===== Input material

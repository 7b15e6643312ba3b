//! Error taxonomy for topology expansion and deployment modification.
//!
//! Every failure is fatal: the engine never produces a partial plan. Each
//! variant carries the offending node/group/relationship ids so callers can
//! render a precise diagnostic.

use thiserror::Error;

/// Result type alias for planning operations.
pub type PlanResult<T> = Result<T, PlanError>;

/// Errors that can occur while expanding a topology or computing a
/// deployment modification.
#[derive(Debug, Error, PartialEq)]
pub enum PlanError {
    #[error("containment component is not a tree (cycle or multi-parent): {}", nodes.join(", "))]
    NonTreeContainment { nodes: Vec<String> },

    #[error("duplicate node template id: {0}")]
    DuplicateTemplate(String),

    #[error("relationship on node '{node}' targets unknown node template '{target}'")]
    UnknownRelationshipTarget { node: String, target: String },

    #[error("relationship on node '{node}' has unsupported base kind '{kind}'")]
    UnsupportedRelationshipKind { node: String, kind: String },

    #[error("relationship on node '{node}' has invalid connection_type '{value}'")]
    InvalidConnectionType { node: String, value: String },

    #[error(
        "all_to_one relationship from '{source_node}' to '{target}' crosses the boundary \
         of scaling group '{group}': the single-target invariant is unsatisfiable"
    )]
    UnsupportedAllToOneInGroup {
        // Named source_node: thiserror reserves `source` for error chaining.
        source_node: String,
        target: String,
        group: String,
    },

    #[error("scaling group hierarchy contains a cycle: {}", groups.join(" -> "))]
    GroupCycle { groups: Vec<String> },

    #[error("'{member}' is a member of both scaling group '{first}' and '{second}'")]
    MultipleGroupMembership {
        member: String,
        first: String,
        second: String,
    },

    #[error("scaling group '{group}' names unknown member '{member}'")]
    UnknownGroupMember { group: String, member: String },

    #[error(
        "node '{member}' is scaled by group '{group}' but is contained in '{parent}', \
         which does not share that group"
    )]
    NonContainedGroupMembers {
        member: String,
        group: String,
        parent: String,
    },

    #[error(
        "instance count of '{child}' ({child_count}) is not a multiple of \
         its parent '{parent}' ({parent_count})"
    )]
    NonDividingDistribution {
        child: String,
        child_count: u32,
        parent: String,
        parent_count: u32,
    },

    #[error("invalid instance range on '{id}': {detail}")]
    InvalidInstanceRange { id: String, detail: String },

    #[error("modification targets unknown template or group '{0}'")]
    UnknownModificationTarget(String),

    #[error(
        "cannot remove {requested} instance(s) of '{id}': only {available} \
         are removable given the provided hints"
    )]
    InsufficientRemovableInstances {
        id: String,
        requested: u32,
        available: u32,
    },
}

#[cfg(test)]
mod tests {
    use super::*;

    #[test]
    fn messages_name_the_offenders() {
        let err = PlanError::NonDividingDistribution {
            child: "db".into(),
            child_count: 3,
            parent: "host".into(),
            parent_count: 2,
        };
        let msg = err.to_string();
        assert!(msg.contains("db"));
        assert!(msg.contains("host"));
        assert!(msg.contains('3'));

        let err = PlanError::NonTreeContainment {
            nodes: vec!["a".into(), "b".into()],
        };
        assert!(err.to_string().contains("a, b"));

        let err = PlanError::UnsupportedAllToOneInGroup {
            source_node: "web".into(),
            target: "db".into(),
            group: "tier".into(),
        };
        let msg = err.to_string();
        assert!(msg.contains("web"));
        assert!(msg.contains("tier"));
    }
}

==========

Task details
Every line of the data must be written out again word for word.

Expected answer
repository 7b15e6643312ba3b
//! Error taxonomy for topology expansion and deployment modification.
//!
//! Every failure is fatal: the engine never produces a partial plan. Each
//! variant carries the offending node/group/relationship ids so callers can
//! render a precise diagnostic.

use thiserror::Error;

/// Result type alias for planning operations.
pub type PlanResult<T> = Result<T, PlanError>;

/// Errors that can occur while expanding a topology or computing a
/// deployment modification.
#[derive(Debug, Error, PartialEq)]
pub enum PlanError {
    #[error("containment component is not a tree (cycle or multi-parent): {}", nodes.join(", "))]
    NonTreeContainment { nodes: Vec<String> },

    #[error("duplicate node template id: {0}")]
    DuplicateTemplate(String),

    #[error("relationship on node '{node}' targets unknown node template '{target}'")]
    UnknownRelationshipTarget { node: String, target: String },

    #[error("relationship on node '{node}' has unsupported base kind '{kind}'")]
    UnsupportedRelationshipKind { node: String, kind: String },

    #[error("relationship on node '{node}' has invalid connection_type '{value}'")]
    InvalidConnectionType { node: String, value: String },

    #[error(
        "all_to_one relationship from '{source_node}' to '{target}' crosses the boundary \
         of scaling group '{group}': the single-target invariant is unsatisfiable"
    )]
    UnsupportedAllToOneInGroup {
        // Named source_node: thiserror reserves `source` for error chaining.
        source_node: String,
        target: String,
        group: String,
    },

    #[error("scaling group hierarchy contains a cycle: {}", groups.join(" -> "))]
    GroupCycle { groups: Vec<String> },

    #[error("'{member}' is a member of both scaling group '{first}' and '{second}'")]
    MultipleGroupMembership {
        member: String,
        first: String,
        second: String,
    },

    #[error("scaling group '{group}' names unknown member '{member}'")]
    UnknownGroupMember { group: String, member: String },

    #[error(
        "node '{member}' is scaled by group '{group}' but is contained in '{parent}', \
         which does not share that group"
    )]
    NonContainedGroupMembers {
        member: String,
        group: String,
        parent: String,
    },

    #[error(
        "instance count of '{child}' ({child_count}) is not a multiple of \
         its parent '{parent}' ({parent_count})"
    )]
    NonDividingDistribution {
        child: String,
        child_count: u32,
        parent: String,
        parent_count: u32,
    },

    #[error("invalid instance range on '{id}': {detail}")]
    InvalidInstanceRange { id: String, detail: String },

    #[error("modification targets unknown template or group '{0}'")]
    UnknownModificationTarget(String),

    #[error(
        "cannot remove {requested} instance(s) of '{id}': only {available} \
         are removable given the provided hints"
    )]
    InsufficientRemovableInstances {
        id: String,
        requested: u32,
        available: u32,
    },
}

#[cfg(test)]
mod tests {
    use super::*;

    #[test]
    fn messages_name_the_offenders() {
        let err = PlanError::NonDividingDistribution {
            child: "db".into(),
            child_count: 3,
            parent: "host".into(),
            parent_count: 2,
        };
        let msg = err.to_string();
        assert!(msg.contains("db"));
        assert!(msg.contains("host"));
        assert!(msg.contains('3'));

        let err = PlanError::NonTreeContainment {
            nodes: vec!["a".into(), "b".into()],
        };
        assert!(err.to_string().contains("a, b"));

        let err = PlanError::UnsupportedAllToOneInGroup {
            source_node: "web".into(),
            target: "db".into(),
            group: "tier".into(),
        };
        let msg = err.to_string();
        assert!(msg.contains("web"));
        assert!(msg.contains("tier"));
    }
}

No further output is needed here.